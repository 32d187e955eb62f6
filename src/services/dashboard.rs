use chrono::Utc;
use serde::Deserialize;

use crate::domain::report::{DashboardOverview, ReportPeriod, TopCustomer, TopProduct};
use crate::repository::DashboardReader;
use crate::services::{ServiceError, ServiceResult};

/// Ranking length used when the caller does not ask for one.
const DEFAULT_TOP_LIMIT: i64 = 5;

/// Query parameters accepted by the dashboard.
#[derive(Debug, Deserialize)]
pub struct DashboardQuery {
    pub period: ReportPeriod,
    /// Length of the top-customer and top-product rankings.
    pub limit: Option<i64>,
}

/// Everything the dashboard view shows for one reporting window.
pub struct DashboardData {
    pub overview: DashboardOverview,
    pub top_customers: Vec<TopCustomer>,
    pub top_products: Vec<TopProduct>,
}

fn effective_limit(limit: Option<i64>) -> i64 {
    match limit {
        Some(limit) if limit > 0 => limit,
        _ => DEFAULT_TOP_LIMIT,
    }
}

/// Computes the aggregate figures for the given reporting period.
pub fn load_overview<R>(repo: &R, period: ReportPeriod) -> ServiceResult<DashboardOverview>
where
    R: DashboardReader + ?Sized,
{
    let today = Utc::now().date_naive();
    let range = period.resolve(today);
    repo.overview(range, today).map_err(ServiceError::from)
}

/// Ranks customers by completed order spend within the period.
pub fn load_top_customers<R>(
    repo: &R,
    period: ReportPeriod,
    limit: Option<i64>,
) -> ServiceResult<Vec<TopCustomer>>
where
    R: DashboardReader + ?Sized,
{
    let today = Utc::now().date_naive();
    let range = period.resolve(today);
    repo.top_customers(range, effective_limit(limit))
        .map_err(ServiceError::from)
}

/// Ranks products by completed order revenue within the period.
pub fn load_top_products<R>(
    repo: &R,
    period: ReportPeriod,
    limit: Option<i64>,
) -> ServiceResult<Vec<TopProduct>>
where
    R: DashboardReader + ?Sized,
{
    let today = Utc::now().date_naive();
    let range = period.resolve(today);
    repo.top_products(range, effective_limit(limit))
        .map_err(ServiceError::from)
}

/// Loads the overview and both rankings in one call.
pub fn load_dashboard<R>(repo: &R, query: DashboardQuery) -> ServiceResult<DashboardData>
where
    R: DashboardReader + ?Sized,
{
    Ok(DashboardData {
        overview: load_overview(repo, query.period)?,
        top_customers: load_top_customers(repo, query.period, query.limit)?,
        top_products: load_top_products(repo, query.period, query.limit)?,
    })
}
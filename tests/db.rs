mod common;

#[test]
fn test_creates_and_removes_db_files() {
    let dir_path;

    {
        let test_db = common::TestDb::new();
        dir_path = test_db.dir_path();
        assert!(dir_path.join("test.db").exists());

        let conn = test_db.pool().get();
        assert!(conn.is_ok());
    }

    assert!(!dir_path.exists());
}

════════════════

■ Directions
Word for word, repeat each entry from the listing above.

■ Answer to the problem
repository 32d187e955eb62f6
filename src/services/dashboard.rs
use chrono::Utc;
use serde::Deserialize;

use crate::domain::report::{DashboardOverview, ReportPeriod, TopCustomer, TopProduct};
use crate::repository::DashboardReader;
use crate::services::{ServiceError, ServiceResult};

/// Ranking length used when the caller does not ask for one.
const DEFAULT_TOP_LIMIT: i64 = 5;

/// Query parameters accepted by the dashboard.
#[derive(Debug, Deserialize)]
pub struct DashboardQuery {
    pub period: ReportPeriod,
    /// Length of the top-customer and top-product rankings.
    pub limit: Option<i64>,
}

/// Everything the dashboard view shows for one reporting window.
pub struct DashboardData {
    pub overview: DashboardOverview,
    pub top_customers: Vec<TopCustomer>,
    pub top_products: Vec<TopProduct>,
}

fn effective_limit(limit: Option<i64>) -> i64 {
    match limit {
        Some(limit) if limit > 0 => limit,
        _ => DEFAULT_TOP_LIMIT,
    }
}

/// Computes the aggregate figures for the given reporting period.
pub fn load_overview<R>(repo: &R, period: ReportPeriod) -> ServiceResult<DashboardOverview>
where
    R: DashboardReader + ?Sized,
{
    let today = Utc::now().date_naive();
    let range = period.resolve(today);
    repo.overview(range, today).map_err(ServiceError::from)
}

/// Ranks customers by completed order spend within the period.
pub fn load_top_customers<R>(
    repo: &R,
    period: ReportPeriod,
    limit: Option<i64>,
) -> ServiceResult<Vec<TopCustomer>>
where
    R: DashboardReader + ?Sized,
{
    let today = Utc::now().date_naive();
    let range = period.resolve(today);
    repo.top_customers(range, effective_limit(limit))
        .map_err(ServiceError::from)
}

/// Ranks products by completed order revenue within the period.
pub fn load_top_products<R>(
    repo: &R,
    period: ReportPeriod,
    limit: Option<i64>,
) -> ServiceResult<Vec<TopProduct>>
where
    R: DashboardReader + ?Sized,
{
    let today = Utc::now().date_naive();
    let range = period.resolve(today);
    repo.top_products(range, effective_limit(limit))
        .map_err(ServiceError::from)
}

/// Loads the overview and both rankings in one call.
pub fn load_dashboard<R>(repo: &R, query: DashboardQuery) -> ServiceResult<DashboardData>
where
    R: DashboardReader + ?Sized,
{
    Ok(DashboardData {
        overview: load_overview(repo, query.period)?,
        top_customers: load_top_customers(repo, query.period, query.limit)?,
        top_products: load_top_products(repo, query.period, query.limit)?,
    })
}
filename tests/db.rs
mod common;

#[test]
fn test_creates_and_removes_db_files() {
    let dir_path;

    {
        let test_db = common::TestDb::new();
        dir_path = test_db.dir_path();
        assert!(dir_path.join("test.db").exists());

        let conn = test_db.pool().get();
        assert!(conn.is_ok());
    }

    assert!(!dir_path.exists());
}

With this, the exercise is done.